Exercise prompt - For the string "ErrorKind", report how many lines in the records below contain it, and nothing more.

- Opening Delimiter -

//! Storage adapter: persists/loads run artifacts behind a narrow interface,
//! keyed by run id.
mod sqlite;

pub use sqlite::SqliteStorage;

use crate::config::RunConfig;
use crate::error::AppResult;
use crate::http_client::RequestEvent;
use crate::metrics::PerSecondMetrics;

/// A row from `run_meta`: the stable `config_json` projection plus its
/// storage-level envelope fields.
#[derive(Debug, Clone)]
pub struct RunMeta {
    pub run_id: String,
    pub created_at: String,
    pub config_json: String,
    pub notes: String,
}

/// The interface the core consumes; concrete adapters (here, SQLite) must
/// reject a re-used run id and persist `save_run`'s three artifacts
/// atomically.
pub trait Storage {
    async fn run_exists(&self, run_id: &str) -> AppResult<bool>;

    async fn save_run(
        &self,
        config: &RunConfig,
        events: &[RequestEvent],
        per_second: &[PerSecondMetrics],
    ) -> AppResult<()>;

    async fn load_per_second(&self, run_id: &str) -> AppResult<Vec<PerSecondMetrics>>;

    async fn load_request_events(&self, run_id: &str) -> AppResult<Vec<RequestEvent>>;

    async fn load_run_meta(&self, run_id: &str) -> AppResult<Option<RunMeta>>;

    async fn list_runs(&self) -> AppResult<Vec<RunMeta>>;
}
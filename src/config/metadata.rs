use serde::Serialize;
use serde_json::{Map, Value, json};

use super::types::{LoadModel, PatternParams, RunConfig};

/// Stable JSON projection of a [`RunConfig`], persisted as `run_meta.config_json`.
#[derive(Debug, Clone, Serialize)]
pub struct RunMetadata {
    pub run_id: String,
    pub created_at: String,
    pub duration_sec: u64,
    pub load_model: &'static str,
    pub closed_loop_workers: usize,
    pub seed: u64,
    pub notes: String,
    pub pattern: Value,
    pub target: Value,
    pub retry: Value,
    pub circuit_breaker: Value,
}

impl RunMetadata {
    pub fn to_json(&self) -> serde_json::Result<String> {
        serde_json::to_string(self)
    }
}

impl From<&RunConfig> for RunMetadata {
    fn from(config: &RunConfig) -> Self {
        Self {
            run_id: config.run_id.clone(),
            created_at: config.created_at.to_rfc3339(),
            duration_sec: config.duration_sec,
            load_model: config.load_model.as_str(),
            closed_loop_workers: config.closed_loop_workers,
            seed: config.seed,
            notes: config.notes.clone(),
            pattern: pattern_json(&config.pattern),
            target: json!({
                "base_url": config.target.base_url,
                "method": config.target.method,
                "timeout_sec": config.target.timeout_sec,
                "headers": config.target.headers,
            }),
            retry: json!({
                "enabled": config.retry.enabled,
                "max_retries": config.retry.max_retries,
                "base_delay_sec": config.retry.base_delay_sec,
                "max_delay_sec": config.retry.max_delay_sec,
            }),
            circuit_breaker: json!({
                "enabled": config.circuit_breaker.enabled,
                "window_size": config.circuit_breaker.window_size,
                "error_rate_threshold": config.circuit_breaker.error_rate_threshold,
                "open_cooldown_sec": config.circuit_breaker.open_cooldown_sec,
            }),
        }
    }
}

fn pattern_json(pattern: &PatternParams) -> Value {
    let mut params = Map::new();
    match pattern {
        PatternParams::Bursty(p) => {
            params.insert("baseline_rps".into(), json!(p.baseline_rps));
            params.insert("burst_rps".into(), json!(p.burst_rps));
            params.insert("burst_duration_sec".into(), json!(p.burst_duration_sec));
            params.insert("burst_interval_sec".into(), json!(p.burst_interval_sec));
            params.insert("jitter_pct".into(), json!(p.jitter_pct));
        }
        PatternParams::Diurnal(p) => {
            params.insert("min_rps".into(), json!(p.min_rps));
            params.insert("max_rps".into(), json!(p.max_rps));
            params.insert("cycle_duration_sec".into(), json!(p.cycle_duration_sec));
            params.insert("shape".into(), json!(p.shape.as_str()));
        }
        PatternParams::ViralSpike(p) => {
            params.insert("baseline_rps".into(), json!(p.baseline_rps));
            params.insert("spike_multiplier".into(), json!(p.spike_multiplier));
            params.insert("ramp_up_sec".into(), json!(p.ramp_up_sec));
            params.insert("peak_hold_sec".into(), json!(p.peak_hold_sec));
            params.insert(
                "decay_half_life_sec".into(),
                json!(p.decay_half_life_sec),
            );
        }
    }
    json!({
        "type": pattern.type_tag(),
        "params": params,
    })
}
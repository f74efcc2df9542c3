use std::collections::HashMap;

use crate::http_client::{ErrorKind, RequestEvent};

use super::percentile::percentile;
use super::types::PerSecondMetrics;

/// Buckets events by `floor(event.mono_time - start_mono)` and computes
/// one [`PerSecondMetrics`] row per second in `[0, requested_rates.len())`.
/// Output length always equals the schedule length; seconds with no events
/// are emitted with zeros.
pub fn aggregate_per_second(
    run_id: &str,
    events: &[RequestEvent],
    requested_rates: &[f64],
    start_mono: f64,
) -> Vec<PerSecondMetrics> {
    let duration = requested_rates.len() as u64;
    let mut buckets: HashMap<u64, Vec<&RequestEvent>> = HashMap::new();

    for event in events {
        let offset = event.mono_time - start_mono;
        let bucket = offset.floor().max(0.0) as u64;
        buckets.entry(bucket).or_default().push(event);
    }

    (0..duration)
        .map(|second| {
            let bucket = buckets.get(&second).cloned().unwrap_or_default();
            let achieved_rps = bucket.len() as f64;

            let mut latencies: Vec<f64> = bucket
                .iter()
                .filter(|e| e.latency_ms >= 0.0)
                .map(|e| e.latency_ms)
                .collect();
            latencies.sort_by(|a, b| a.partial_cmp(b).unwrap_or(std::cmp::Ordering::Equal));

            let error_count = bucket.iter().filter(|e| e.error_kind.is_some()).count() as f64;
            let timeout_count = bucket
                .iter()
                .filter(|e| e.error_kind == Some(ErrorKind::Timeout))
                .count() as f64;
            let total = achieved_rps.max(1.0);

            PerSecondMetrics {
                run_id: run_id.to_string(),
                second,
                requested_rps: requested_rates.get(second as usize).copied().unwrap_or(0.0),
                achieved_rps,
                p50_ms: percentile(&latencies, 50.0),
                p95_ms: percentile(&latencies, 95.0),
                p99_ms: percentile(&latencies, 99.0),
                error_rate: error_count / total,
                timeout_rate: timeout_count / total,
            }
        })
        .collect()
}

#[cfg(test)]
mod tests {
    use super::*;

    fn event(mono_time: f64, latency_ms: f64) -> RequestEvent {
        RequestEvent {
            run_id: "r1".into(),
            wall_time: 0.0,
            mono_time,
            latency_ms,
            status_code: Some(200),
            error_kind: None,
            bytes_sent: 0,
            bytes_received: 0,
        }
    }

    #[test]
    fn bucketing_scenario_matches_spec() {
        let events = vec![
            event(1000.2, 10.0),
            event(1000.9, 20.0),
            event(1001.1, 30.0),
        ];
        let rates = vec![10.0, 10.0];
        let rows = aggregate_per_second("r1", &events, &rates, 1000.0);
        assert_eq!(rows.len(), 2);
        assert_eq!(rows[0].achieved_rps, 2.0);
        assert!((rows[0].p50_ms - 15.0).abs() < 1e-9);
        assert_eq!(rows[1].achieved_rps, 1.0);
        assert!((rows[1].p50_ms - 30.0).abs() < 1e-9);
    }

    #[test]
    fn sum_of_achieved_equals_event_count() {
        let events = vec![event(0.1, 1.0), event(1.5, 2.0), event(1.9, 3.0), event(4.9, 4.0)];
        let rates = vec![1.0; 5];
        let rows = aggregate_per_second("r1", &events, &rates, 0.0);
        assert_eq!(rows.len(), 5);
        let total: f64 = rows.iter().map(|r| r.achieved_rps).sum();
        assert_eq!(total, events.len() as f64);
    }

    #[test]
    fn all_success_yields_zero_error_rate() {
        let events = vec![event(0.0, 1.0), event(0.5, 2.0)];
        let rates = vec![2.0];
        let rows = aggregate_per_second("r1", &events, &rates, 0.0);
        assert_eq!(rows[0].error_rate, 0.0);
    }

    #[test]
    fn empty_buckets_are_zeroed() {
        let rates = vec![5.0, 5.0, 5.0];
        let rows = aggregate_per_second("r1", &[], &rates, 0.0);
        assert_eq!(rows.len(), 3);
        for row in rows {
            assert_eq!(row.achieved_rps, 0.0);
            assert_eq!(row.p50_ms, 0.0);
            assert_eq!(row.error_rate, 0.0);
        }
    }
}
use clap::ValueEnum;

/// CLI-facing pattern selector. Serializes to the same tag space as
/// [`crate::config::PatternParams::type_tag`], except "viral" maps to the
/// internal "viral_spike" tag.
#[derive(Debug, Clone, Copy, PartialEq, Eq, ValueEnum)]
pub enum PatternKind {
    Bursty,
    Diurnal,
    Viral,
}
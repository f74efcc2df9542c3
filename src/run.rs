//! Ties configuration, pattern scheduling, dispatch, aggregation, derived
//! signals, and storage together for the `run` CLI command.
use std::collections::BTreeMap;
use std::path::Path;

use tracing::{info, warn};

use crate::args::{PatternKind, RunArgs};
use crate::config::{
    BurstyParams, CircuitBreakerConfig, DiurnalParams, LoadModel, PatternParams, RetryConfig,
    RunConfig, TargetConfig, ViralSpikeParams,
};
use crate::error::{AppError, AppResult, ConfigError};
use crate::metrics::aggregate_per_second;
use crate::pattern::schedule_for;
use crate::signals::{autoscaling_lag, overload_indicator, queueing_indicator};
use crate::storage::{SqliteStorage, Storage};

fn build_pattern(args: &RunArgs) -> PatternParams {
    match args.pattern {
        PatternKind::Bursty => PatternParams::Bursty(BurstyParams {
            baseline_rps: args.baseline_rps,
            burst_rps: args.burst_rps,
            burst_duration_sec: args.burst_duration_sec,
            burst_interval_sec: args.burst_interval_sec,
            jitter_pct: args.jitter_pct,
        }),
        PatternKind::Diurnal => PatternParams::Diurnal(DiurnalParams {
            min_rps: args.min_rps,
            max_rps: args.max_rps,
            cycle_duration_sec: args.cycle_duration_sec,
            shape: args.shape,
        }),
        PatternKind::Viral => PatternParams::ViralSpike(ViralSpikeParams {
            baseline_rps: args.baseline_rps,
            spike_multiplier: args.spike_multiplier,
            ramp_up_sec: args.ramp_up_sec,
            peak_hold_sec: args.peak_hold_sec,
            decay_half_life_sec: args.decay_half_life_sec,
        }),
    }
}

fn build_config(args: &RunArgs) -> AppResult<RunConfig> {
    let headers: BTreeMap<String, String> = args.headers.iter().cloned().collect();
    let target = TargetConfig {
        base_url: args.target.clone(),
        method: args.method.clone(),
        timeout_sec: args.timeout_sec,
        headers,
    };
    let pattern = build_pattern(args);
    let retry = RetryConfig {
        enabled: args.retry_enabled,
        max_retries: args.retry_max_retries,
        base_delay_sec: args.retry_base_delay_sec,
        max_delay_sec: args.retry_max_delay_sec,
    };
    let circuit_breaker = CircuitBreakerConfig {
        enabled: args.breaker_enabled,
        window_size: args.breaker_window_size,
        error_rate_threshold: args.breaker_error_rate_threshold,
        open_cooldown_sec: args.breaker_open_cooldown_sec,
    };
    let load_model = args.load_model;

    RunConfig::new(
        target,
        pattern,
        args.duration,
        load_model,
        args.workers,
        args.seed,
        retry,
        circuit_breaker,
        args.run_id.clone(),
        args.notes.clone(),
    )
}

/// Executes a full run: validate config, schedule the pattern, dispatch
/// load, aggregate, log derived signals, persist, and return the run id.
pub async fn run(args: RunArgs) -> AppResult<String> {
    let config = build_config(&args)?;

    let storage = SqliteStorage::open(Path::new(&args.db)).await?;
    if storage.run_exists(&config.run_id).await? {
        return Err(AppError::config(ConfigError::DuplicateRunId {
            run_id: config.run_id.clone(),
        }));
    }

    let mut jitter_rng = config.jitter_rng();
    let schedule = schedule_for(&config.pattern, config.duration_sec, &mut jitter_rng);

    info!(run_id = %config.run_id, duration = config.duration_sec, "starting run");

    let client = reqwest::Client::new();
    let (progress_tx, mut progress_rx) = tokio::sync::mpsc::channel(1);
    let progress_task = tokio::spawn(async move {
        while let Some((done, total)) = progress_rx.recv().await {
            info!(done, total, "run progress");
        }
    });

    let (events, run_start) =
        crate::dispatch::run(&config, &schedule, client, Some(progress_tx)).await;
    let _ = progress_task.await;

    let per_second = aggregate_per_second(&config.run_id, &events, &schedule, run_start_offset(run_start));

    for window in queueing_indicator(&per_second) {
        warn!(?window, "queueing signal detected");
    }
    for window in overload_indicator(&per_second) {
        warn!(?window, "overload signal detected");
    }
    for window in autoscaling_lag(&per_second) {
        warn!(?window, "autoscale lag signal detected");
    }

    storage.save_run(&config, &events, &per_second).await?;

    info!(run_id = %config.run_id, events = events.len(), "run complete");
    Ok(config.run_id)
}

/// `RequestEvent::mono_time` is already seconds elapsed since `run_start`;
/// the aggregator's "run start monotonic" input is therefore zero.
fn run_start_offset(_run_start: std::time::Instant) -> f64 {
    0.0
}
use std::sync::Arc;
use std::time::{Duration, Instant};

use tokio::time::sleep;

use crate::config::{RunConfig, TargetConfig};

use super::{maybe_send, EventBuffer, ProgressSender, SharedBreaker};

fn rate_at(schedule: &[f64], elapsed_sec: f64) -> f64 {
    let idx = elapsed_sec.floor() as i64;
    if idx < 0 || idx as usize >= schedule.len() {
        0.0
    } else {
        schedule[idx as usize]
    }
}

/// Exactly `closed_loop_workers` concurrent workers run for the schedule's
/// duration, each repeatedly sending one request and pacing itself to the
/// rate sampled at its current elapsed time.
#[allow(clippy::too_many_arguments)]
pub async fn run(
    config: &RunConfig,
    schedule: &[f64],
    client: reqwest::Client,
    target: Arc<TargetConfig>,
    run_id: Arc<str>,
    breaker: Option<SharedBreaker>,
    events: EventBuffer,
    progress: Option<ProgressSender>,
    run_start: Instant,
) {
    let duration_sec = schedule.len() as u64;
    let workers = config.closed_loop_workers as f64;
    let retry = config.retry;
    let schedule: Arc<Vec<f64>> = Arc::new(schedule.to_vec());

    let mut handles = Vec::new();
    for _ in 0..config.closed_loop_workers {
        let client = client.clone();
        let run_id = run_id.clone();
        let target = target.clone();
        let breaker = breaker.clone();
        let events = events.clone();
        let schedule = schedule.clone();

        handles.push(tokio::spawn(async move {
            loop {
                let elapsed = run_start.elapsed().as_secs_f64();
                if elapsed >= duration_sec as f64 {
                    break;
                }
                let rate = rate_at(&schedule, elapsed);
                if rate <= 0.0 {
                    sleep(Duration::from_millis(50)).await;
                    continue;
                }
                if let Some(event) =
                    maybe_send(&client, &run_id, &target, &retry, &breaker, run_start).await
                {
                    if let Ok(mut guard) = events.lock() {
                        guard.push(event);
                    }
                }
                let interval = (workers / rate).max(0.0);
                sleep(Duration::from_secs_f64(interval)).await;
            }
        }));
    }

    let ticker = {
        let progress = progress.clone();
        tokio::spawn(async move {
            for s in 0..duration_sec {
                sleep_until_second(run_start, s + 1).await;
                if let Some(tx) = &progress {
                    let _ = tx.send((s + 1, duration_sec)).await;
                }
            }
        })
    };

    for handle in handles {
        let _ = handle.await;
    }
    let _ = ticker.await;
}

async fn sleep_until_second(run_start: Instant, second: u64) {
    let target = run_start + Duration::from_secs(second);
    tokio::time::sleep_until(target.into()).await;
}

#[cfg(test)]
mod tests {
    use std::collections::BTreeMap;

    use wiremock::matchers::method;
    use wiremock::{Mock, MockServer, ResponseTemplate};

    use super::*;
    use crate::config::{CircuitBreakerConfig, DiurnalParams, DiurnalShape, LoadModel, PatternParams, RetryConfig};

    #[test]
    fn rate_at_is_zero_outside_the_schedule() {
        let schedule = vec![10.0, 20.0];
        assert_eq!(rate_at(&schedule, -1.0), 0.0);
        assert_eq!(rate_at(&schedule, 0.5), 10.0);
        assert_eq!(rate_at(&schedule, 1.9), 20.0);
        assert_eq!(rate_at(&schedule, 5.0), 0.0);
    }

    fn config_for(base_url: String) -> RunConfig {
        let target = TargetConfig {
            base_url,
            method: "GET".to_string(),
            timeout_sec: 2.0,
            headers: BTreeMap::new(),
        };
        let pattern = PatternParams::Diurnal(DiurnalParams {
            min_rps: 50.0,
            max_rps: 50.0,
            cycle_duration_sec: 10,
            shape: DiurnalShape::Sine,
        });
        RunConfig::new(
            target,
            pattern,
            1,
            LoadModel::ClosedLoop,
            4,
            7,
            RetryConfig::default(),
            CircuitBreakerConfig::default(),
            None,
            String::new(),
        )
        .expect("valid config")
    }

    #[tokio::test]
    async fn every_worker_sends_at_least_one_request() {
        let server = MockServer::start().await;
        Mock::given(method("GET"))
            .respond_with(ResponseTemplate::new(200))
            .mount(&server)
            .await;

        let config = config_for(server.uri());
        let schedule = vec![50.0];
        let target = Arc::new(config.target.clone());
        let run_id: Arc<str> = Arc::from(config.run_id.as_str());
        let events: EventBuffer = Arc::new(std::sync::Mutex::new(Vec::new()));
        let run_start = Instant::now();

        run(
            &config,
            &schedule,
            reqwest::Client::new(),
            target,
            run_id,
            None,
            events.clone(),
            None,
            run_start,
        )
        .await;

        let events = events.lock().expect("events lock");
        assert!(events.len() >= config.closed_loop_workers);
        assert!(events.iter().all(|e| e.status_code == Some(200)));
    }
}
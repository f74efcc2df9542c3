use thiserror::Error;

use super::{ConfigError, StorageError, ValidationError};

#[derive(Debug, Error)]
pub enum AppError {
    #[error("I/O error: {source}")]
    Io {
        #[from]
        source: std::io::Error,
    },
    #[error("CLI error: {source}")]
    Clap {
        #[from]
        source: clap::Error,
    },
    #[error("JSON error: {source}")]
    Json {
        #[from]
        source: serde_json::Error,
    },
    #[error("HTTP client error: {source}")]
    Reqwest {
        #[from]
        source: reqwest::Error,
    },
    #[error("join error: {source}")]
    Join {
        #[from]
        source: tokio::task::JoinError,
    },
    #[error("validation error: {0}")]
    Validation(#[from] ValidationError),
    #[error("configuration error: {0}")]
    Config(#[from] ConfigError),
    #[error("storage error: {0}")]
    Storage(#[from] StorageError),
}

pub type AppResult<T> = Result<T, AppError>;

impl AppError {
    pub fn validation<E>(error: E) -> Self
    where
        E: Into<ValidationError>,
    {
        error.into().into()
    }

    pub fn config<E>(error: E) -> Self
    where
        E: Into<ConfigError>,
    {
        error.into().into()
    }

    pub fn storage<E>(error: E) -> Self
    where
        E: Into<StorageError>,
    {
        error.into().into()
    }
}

- Closing Delimiter -

Worked solution - 2